On February 17, Abbott Nutrition initiated a voluntary recall of certain powdered infant formulas. Products made at the Sturgis facility can be found across the US and were likely exported to other countries as well. Canadian health officials have also issued a recall warning.

The FDA is advising consumers not to use recalled Similac, Alimentum, or EleCare powdered infant formulas. Recalled products can be identified by the 7 to 9 digit code and expiration date on the bottom of the package. Products are included in the recall if all of these conditions are met: the first two digits of the code are 22 through 37 and the code on the container contains K8, SH, or Z2, and the expiration date is 4-1-2022 (APR 2022) or later.

The recall does not include liquid formula products or any metabolic deficiency nutrition formulas.

Abbott said its recall does not include any metabolic deficiency nutrition formulas.

As part of Abbott's quality processes, the company said it conducts routine testing for C. sakazakii​ and other pathogens in its manufacturing facilities. During testing in the Sturgis, Mich., facility, Abbott said it found evidence of C. sakazakii​ in the plant in non-product contact areas, but found no evidence of Salmonella Newport. The investigation is ongoing.

Abbott added no distributed product has tested positive for the presence of either of these bacteria, and it continues to test.

It said all finished products are tested for C. sakazakii​, Salmonella Newport and other pathogens and they must test negative before any product is released. Additionally, retained samples related to the three complaints for C. sakazakii​ tested negative for C. sakazakii​. And the retained sample related to the complaint for Salmonella Newport tested negative for Salmonella Newport.

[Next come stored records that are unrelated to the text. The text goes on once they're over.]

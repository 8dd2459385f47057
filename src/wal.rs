use std::fs::{self, File, OpenOptions};
use std::io::{self, BufReader, BufWriter, Read, Write};
use std::path::{Path, PathBuf};

use crate::model::Event;

/// Append-only write-ahead log of domain events.
///
/// Format per entry: `[u32: len][bincode: Event][u32: crc32]`
/// - `len` is the byte length of the bincode payload (not including the CRC).
/// - A truncated or corrupt tail (crash mid-write) is discarded on replay;
///   the length prefix plus CRC makes the cut point unambiguous.
pub struct Wal {
    writer: BufWriter<File>,
    path: PathBuf,
    appends_since_compact: u64,
}

fn encode_entry(writer: &mut impl Write, event: &Event) -> io::Result<()> {
    let payload =
        bincode::serialize(event).map_err(|e| io::Error::new(io::ErrorKind::InvalidData, e))?;
    let crc = crc32fast::hash(&payload);
    writer.write_all(&(payload.len() as u32).to_le_bytes())?;
    writer.write_all(&payload)?;
    writer.write_all(&crc.to_le_bytes())?;
    Ok(())
}

impl Wal {
    /// Open (or create) the WAL file at `path`.
    pub fn open(path: &Path) -> io::Result<Self> {
        let file = OpenOptions::new().create(true).append(true).open(path)?;
        Ok(Self {
            writer: BufWriter::new(file),
            path: path.to_path_buf(),
            appends_since_compact: 0,
        })
    }

    /// Buffer a batch of events without flushing or syncing. One operation's
    /// events always go through a single call so they land contiguously;
    /// `flush_sync` after the batch window commits everything buffered.
    pub fn append_all_buffered(&mut self, events: &[Event]) -> io::Result<()> {
        for event in events {
            encode_entry(&mut self.writer, event)?;
            self.appends_since_compact += 1;
        }
        Ok(())
    }

    /// Flush the BufWriter and fsync the underlying file.
    pub fn flush_sync(&mut self) -> io::Result<()> {
        self.writer.flush()?;
        self.writer.get_ref().sync_all()
    }

    /// Append and fsync in one step. Test-only — production code batches via
    /// `append_all_buffered` + `flush_sync` for group commit.
    #[cfg(test)]
    pub fn append(&mut self, event: &Event) -> io::Result<()> {
        self.append_all_buffered(std::slice::from_ref(event))?;
        self.flush_sync()
    }

    pub fn path(&self) -> &Path {
        &self.path
    }

    pub fn appends_since_compact(&self) -> u64 {
        self.appends_since_compact
    }

    /// Write compacted events to a temp file and fsync.
    /// This is the slow I/O phase — run it before `swap_compact_file`.
    pub fn write_compact_file(path: &Path, events: &[Event]) -> io::Result<()> {
        let tmp_path = path.with_extension("wal.tmp");
        let mut writer = BufWriter::new(File::create(&tmp_path)?);
        for event in events {
            encode_entry(&mut writer, event)?;
        }
        writer.flush()?;
        writer.get_ref().sync_all()
    }

    /// Atomic swap: rename the temp file over the WAL and reopen for append.
    pub fn swap_compact_file(&mut self) -> io::Result<()> {
        let tmp_path = self.path.with_extension("wal.tmp");
        fs::rename(&tmp_path, &self.path)?;
        let file = OpenOptions::new().create(true).append(true).open(&self.path)?;
        self.writer = BufWriter::new(file);
        self.appends_since_compact = 0;
        Ok(())
    }

    #[cfg(test)]
    pub fn compact(&mut self, events: &[Event]) -> io::Result<()> {
        Self::write_compact_file(&self.path, events)?;
        self.swap_compact_file()
    }

    /// Replay the WAL from disk, returning all intact events in order.
    pub fn replay(path: &Path) -> io::Result<Vec<Event>> {
        let file = match File::open(path) {
            Ok(f) => f,
            Err(e) if e.kind() == io::ErrorKind::NotFound => return Ok(Vec::new()),
            Err(e) => return Err(e),
        };
        let mut reader = BufReader::new(file);
        let mut events = Vec::new();

        loop {
            let mut len_buf = [0u8; 4];
            match reader.read_exact(&mut len_buf) {
                Ok(()) => {}
                Err(e) if e.kind() == io::ErrorKind::UnexpectedEof => break,
                Err(e) => return Err(e),
            }
            let len = u32::from_le_bytes(len_buf) as usize;

            let mut payload = vec![0u8; len];
            let mut crc_buf = [0u8; 4];
            let tail_intact = reader.read_exact(&mut payload).is_ok()
                && reader.read_exact(&mut crc_buf).is_ok();
            if !tail_intact {
                tracing::warn!(
                    "discarding truncated WAL tail after {} events ({})",
                    events.len(),
                    path.display()
                );
                break;
            }

            if u32::from_le_bytes(crc_buf) != crc32fast::hash(&payload) {
                tracing::warn!(
                    "discarding corrupt WAL tail after {} events ({})",
                    events.len(),
                    path.display()
                );
                break;
            }

            match bincode::deserialize::<Event>(&payload) {
                Ok(event) => events.push(event),
                Err(_) => {
                    tracing::warn!(
                        "discarding undecodable WAL tail after {} events ({})",
                        events.len(),
                        path.display()
                    );
                    break;
                }
            }
        }

        Ok(events)
    }
}

#[cfg(test)]
mod tests {
    use super::*;
    use crate::model::Span;
    use ulid::Ulid;

    fn tmp_path(name: &str) -> PathBuf {
        let dir = std::env::temp_dir().join("repset_test_wal");
        fs::create_dir_all(&dir).unwrap();
        let path = dir.join(name);
        let _ = fs::remove_file(&path);
        path
    }

    fn created_event(id: Ulid) -> Event {
        Event::ClassCreated {
            id,
            location_id: Ulid::new(),
            coach_id: Ulid::new(),
            name: "Spin".into(),
            description: "Cycling intervals".into(),
            class_type: "spin".into(),
            room: Some("Studio B".into()),
            span: Span::new(1_700_000_000_000, 1_700_003_600_000),
            capacity: 12,
            created_at: 1_699_000_000_000,
        }
    }

    fn booked_event(class_id: Ulid) -> Event {
        Event::ClassBooked {
            booking_id: Ulid::new(),
            class_id,
            user_id: Ulid::new(),
            class_name: "Spin".into(),
            start_time: 1_700_000_000_000,
            booked_at: 1_699_500_000_000,
        }
    }

    #[test]
    fn append_and_replay() {
        let path = tmp_path("append_and_replay.wal");
        let cid = Ulid::new();
        let events = vec![created_event(cid), booked_event(cid)];

        {
            let mut wal = Wal::open(&path).unwrap();
            for e in &events {
                wal.append(e).unwrap();
            }
        }

        let replayed = Wal::replay(&path).unwrap();
        assert_eq!(replayed, events);

        let _ = fs::remove_file(&path);
    }

    #[test]
    fn batch_append_then_flush() {
        let path = tmp_path("batch_append.wal");
        let cid = Ulid::new();
        let events: Vec<Event> = (0..5).map(|_| booked_event(cid)).collect();

        {
            let mut wal = Wal::open(&path).unwrap();
            wal.append_all_buffered(&events).unwrap();
            assert_eq!(wal.appends_since_compact(), 5);
            wal.flush_sync().unwrap();
        }

        assert_eq!(Wal::replay(&path).unwrap(), events);
        let _ = fs::remove_file(&path);
    }

    #[test]
    fn replay_handles_truncation() {
        let path = tmp_path("truncation.wal");
        let event = created_event(Ulid::new());

        {
            let mut wal = Wal::open(&path).unwrap();
            wal.append(&event).unwrap();
        }

        // Simulate a crash mid-write: partial length prefix + a few bytes.
        {
            let mut f = OpenOptions::new().append(true).open(&path).unwrap();
            f.write_all(&[0u8; 6]).unwrap();
        }

        let replayed = Wal::replay(&path).unwrap();
        assert_eq!(replayed, vec![event]);
        let _ = fs::remove_file(&path);
    }

    #[test]
    fn replay_nonexistent_file() {
        let path = tmp_path("nonexistent.wal");
        assert!(Wal::replay(&path).unwrap().is_empty());
    }

    #[test]
    fn replay_corrupt_crc() {
        let path = tmp_path("corrupt_crc.wal");
        let good = created_event(Ulid::new());

        {
            let mut wal = Wal::open(&path).unwrap();
            wal.append(&good).unwrap();
        }
        // Hand-write a second entry with a bad CRC.
        {
            let payload = bincode::serialize(&booked_event(Ulid::new())).unwrap();
            let mut f = OpenOptions::new().append(true).open(&path).unwrap();
            f.write_all(&(payload.len() as u32).to_le_bytes()).unwrap();
            f.write_all(&payload).unwrap();
            f.write_all(&0xDEADBEEFu32.to_le_bytes()).unwrap();
        }

        let replayed = Wal::replay(&path).unwrap();
        assert_eq!(replayed, vec![good]);
        let _ = fs::remove_file(&path);
    }

    #[test]
    fn compact_reduces_wal() {
        let path = tmp_path("compact_reduce.wal");
        let cid = Ulid::new();

        {
            let mut wal = Wal::open(&path).unwrap();
            wal.append(&created_event(cid)).unwrap();
            // Churn: repeated book/cancel cycles.
            for _ in 0..10 {
                let b = booked_event(cid);
                wal.append(&b).unwrap();
                let Event::ClassBooked { booking_id, user_id, .. } = b else {
                    unreachable!()
                };
                wal.append(&Event::BookingCancelled {
                    booking_id,
                    class_id: cid,
                    user_id,
                    cancelled_at: 1_699_600_000_000,
                })
                .unwrap();
            }
        }

        let before = fs::metadata(&path).unwrap().len();
        let compacted = vec![created_event(cid)];

        {
            let mut wal = Wal::open(&path).unwrap();
            wal.compact(&compacted).unwrap();
            assert_eq!(wal.appends_since_compact(), 0);
        }

        let after = fs::metadata(&path).unwrap().len();
        assert!(after < before, "compacted WAL should be smaller: {after} < {before}");
        assert_eq!(Wal::replay(&path).unwrap(), compacted);
        let _ = fs::remove_file(&path);
    }

    #[test]
    fn compact_then_append() {
        let path = tmp_path("compact_append.wal");
        let cid = Ulid::new();
        let base = created_event(cid);
        let new_event = booked_event(cid);

        {
            let mut wal = Wal::open(&path).unwrap();
            wal.append(&base).unwrap();
            wal.compact(std::slice::from_ref(&base)).unwrap();
            wal.append(&new_event).unwrap();
        }

        let replayed = Wal::replay(&path).unwrap();
        assert_eq!(replayed, vec![base, new_event]);
        let _ = fs::remove_file(&path);
    }
}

While Abbott's testing of finished product detected no pathogens, the company said it is recalling the powder formula manufactured in the facility, which has an expiration of April 1, 2022, or later. No Abbott liquid formulas, powder formulas, or nutrition products from other facilities are impacted by the recall.

C. sakazakii​ is commonly found in the environment and a variety of areas in the home. It can cause fever, poor feeding, excessive crying or low energy as well as other serious symptoms. It's important to follow the instructions for proper preparation, handling and storage of powder formulas.

"We know parents depend on us to provide them with the highest quality nutrition formulas,"​ said Joe Manning, executive vice president, nutritional products, Abbott.

"We're taking this action so parents know they can trust us to meet our high standards, as well as theirs. We deeply regret the concern and inconvenience this situation will cause parents, caregivers and health care professionals."​

Some product was distributed to countries outside the US.

While Chinese authorities said the affected formula products were not offered directly in China, China Customs has advised anyone who purchased them through cross-border e-commerce should stop using them. Authorities in Singapore, Saudi Arabia, Oman and Bahrain have issued similar warnings.